#### Required work:
An exact repetition of all the entries that follow is required.

Records from a data collection
━━━━━━━━

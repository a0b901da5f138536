//! Provider registry
//!
//! A [`ProviderMap`] is an immutable snapshot of the active providers, split
//! into a sync table and an async table. Registering a batch never mutates a
//! snapshot: it builds a new map in which the batch shadows earlier entries,
//! and the caller keeps the previous snapshot to restore it later.

use crate::factory::Producer;
use crate::graph::{InfoMap, Solution};
use crate::provider::{Provider, ProviderInfo};
use crate::storage::Values;
use crate::types::{AnyValue, TypeKey};
use crate::{DiError, Result};
use std::sync::Arc;

#[cfg(feature = "logging")]
use tracing::{debug, trace};

/// Snapshot of the active providers.
#[derive(Debug, Clone, Default)]
pub(crate) struct ProviderMap {
    sync: InfoMap,
    async_: InfoMap,
}

impl ProviderMap {
    /// A new map with `providers` registered on top of this one.
    ///
    /// Types with a current value but no provider are registered as fixed
    /// values so that providers may require shared values.
    pub(crate) fn with_batch<I>(&self, providers: I, current: &Values) -> Result<ProviderMap>
    where
        I: IntoIterator<Item = Provider>,
    {
        let mut batch_sync = InfoMap::default();
        let mut batch_async = InfoMap::default();
        for provider in providers {
            for info in provider.into_infos()? {
                let table = if info.is_sync {
                    &mut batch_sync
                } else {
                    &mut batch_async
                };
                let key = info.provides;
                if table.insert(key, Arc::new(info)).is_some() {
                    return Err(DiError::DuplicateProvider {
                        type_name: key.name(),
                    });
                }
            }
        }

        let mut next = self.clone();
        for key in batch_sync.keys().chain(batch_async.keys()) {
            next.sync.remove(key);
            next.async_.remove(key);
        }
        next.sync.extend(batch_sync);
        next.async_.extend(batch_async);

        for (key, value) in current.iter() {
            if !next.contains(key) {
                #[cfg(feature = "logging")]
                trace!(
                    target: "booster",
                    dependency = key.name(),
                    "Registering current value as a fixed provider"
                );
                next.sync.insert(*key, Arc::new(ProviderInfo::fixed(*key, Arc::clone(value))));
            }
        }

        #[cfg(feature = "logging")]
        debug!(
            target: "booster",
            sync = next.sync.len(),
            async_ = next.async_.len(),
            "Provider batch registered"
        );

        Ok(next)
    }

    /// Build the sync-only and the full solution.
    ///
    /// The full solution is checked first so that a requirement with no
    /// provider at all is reported as such, not as a missing sync provider.
    pub(crate) fn solve(&self) -> Result<(Solution, Solution)> {
        let full = Solution::build(self.full_infos(), false)?;
        let sync = Solution::build(self.sync.clone(), true)?;
        Ok((sync, full))
    }

    /// Sync and async entries; async wins where both exist
    fn full_infos(&self) -> InfoMap {
        let mut infos = self.sync.clone();
        infos.extend(self.async_.iter().map(|(k, v)| (*k, Arc::clone(v))));
        infos
    }

    #[inline]
    pub(crate) fn contains(&self, key: &TypeKey) -> bool {
        self.sync.contains_key(key) || self.async_.contains_key(key)
    }

    /// Number of distinct provided types
    pub(crate) fn len(&self) -> usize {
        let async_only = self
            .async_
            .keys()
            .filter(|key| !self.sync.contains_key(key))
            .count();
        self.sync.len() + async_only
    }
}

impl ProviderInfo {
    fn fixed(provides: TypeKey, value: AnyValue) -> Self {
        Self {
            provides,
            is_sync: true,
            required: Vec::new(),
            producer: Producer::constant(value),
        }
    }
}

━━━━━━━━

#### Answer for the task:
repository a0b901da5f138536
//! Provider registry
//!
//! A [`ProviderMap`] is an immutable snapshot of the active providers, split
//! into a sync table and an async table. Registering a batch never mutates a
//! snapshot: it builds a new map in which the batch shadows earlier entries,
//! and the caller keeps the previous snapshot to restore it later.

use crate::factory::Producer;
use crate::graph::{InfoMap, Solution};
use crate::provider::{Provider, ProviderInfo};
use crate::storage::Values;
use crate::types::{AnyValue, TypeKey};
use crate::{DiError, Result};
use std::sync::Arc;

#[cfg(feature = "logging")]
use tracing::{debug, trace};

/// Snapshot of the active providers.
#[derive(Debug, Clone, Default)]
pub(crate) struct ProviderMap {
    sync: InfoMap,
    async_: InfoMap,
}

impl ProviderMap {
    /// A new map with `providers` registered on top of this one.
    ///
    /// Types with a current value but no provider are registered as fixed
    /// values so that providers may require shared values.
    pub(crate) fn with_batch<I>(&self, providers: I, current: &Values) -> Result<ProviderMap>
    where
        I: IntoIterator<Item = Provider>,
    {
        let mut batch_sync = InfoMap::default();
        let mut batch_async = InfoMap::default();
        for provider in providers {
            for info in provider.into_infos()? {
                let table = if info.is_sync {
                    &mut batch_sync
                } else {
                    &mut batch_async
                };
                let key = info.provides;
                if table.insert(key, Arc::new(info)).is_some() {
                    return Err(DiError::DuplicateProvider {
                        type_name: key.name(),
                    });
                }
            }
        }

        let mut next = self.clone();
        for key in batch_sync.keys().chain(batch_async.keys()) {
            next.sync.remove(key);
            next.async_.remove(key);
        }
        next.sync.extend(batch_sync);
        next.async_.extend(batch_async);

        for (key, value) in current.iter() {
            if !next.contains(key) {
                #[cfg(feature = "logging")]
                trace!(
                    target: "booster",
                    dependency = key.name(),
                    "Registering current value as a fixed provider"
                );
                next.sync.insert(*key, Arc::new(ProviderInfo::fixed(*key, Arc::clone(value))));
            }
        }

        #[cfg(feature = "logging")]
        debug!(
            target: "booster",
            sync = next.sync.len(),
            async_ = next.async_.len(),
            "Provider batch registered"
        );

        Ok(next)
    }

    /// Build the sync-only and the full solution.
    ///
    /// The full solution is checked first so that a requirement with no
    /// provider at all is reported as such, not as a missing sync provider.
    pub(crate) fn solve(&self) -> Result<(Solution, Solution)> {
        let full = Solution::build(self.full_infos(), false)?;
        let sync = Solution::build(self.sync.clone(), true)?;
        Ok((sync, full))
    }

    /// Sync and async entries; async wins where both exist
    fn full_infos(&self) -> InfoMap {
        let mut infos = self.sync.clone();
        infos.extend(self.async_.iter().map(|(k, v)| (*k, Arc::clone(v))));
        infos
    }

    #[inline]
    pub(crate) fn contains(&self, key: &TypeKey) -> bool {
        self.sync.contains_key(key) || self.async_.contains_key(key)
    }

    /// Number of distinct provided types
    pub(crate) fn len(&self) -> usize {
        let async_only = self
            .async_
            .keys()
            .filter(|key| !self.sync.contains_key(key))
            .count();
        self.sync.len() + async_only
    }
}

impl ProviderInfo {
    fn fixed(provides: TypeKey, value: AnyValue) -> Self {
        Self {
            provides,
            is_sync: true,
            required: Vec::new(),
            producer: Producer::constant(value),
        }
    }
}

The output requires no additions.